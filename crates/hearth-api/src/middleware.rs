use axum::{
    extract::{Request, State},
    http::header,
    middleware::Next,
    response::Response,
};
use axum_extra::extract::CookieJar;
use tracing::warn;

use crate::blocking;
use crate::error::ApiError;
use crate::session::SESSION_COOKIE;
use crate::state::AppState;

/// Resolves the acting user from a bearer token or the session cookie and
/// stores their `Claims` in the request extensions. Tokens are stateless, so
/// the user they name is looked up again on every request.
pub async fn require_auth(
    State(state): State<AppState>,
    mut req: Request,
    next: Next,
) -> Result<Response, ApiError> {
    let bearer = req
        .headers()
        .get(header::AUTHORIZATION)
        .and_then(|v| v.to_str().ok())
        .and_then(|v| v.strip_prefix("Bearer "))
        .map(str::to_owned);

    let token = match bearer {
        Some(token) => token,
        None => CookieJar::from_headers(req.headers())
            .get(SESSION_COOKIE)
            .map(|c| c.value().to_owned())
            .ok_or_else(|| ApiError::unauthenticated("not authenticated"))?,
    };

    let claims = state
        .sessions
        .verify(&token)
        .map_err(|_| ApiError::unauthenticated("session is invalid or expired"))?;

    let store = state.store.clone();
    let user_id = claims.sub;
    if blocking(move || store.user_by_id(user_id)).await?.is_none() {
        warn!(%user_id, "Session names a user that no longer exists");
        return Err(ApiError::unauthenticated("session is invalid or expired"));
    }

    req.extensions_mut().insert(claims);
    Ok(next.run(req).await)
}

========================

### BRIEF
Look for the line that contains "req.extensions_mut().insert(claims);" in the entries above. Set it down, along with all later lines, exactly as written.

### SOLUTION
    req.extensions_mut().insert(claims);
    Ok(next.run(req).await)
}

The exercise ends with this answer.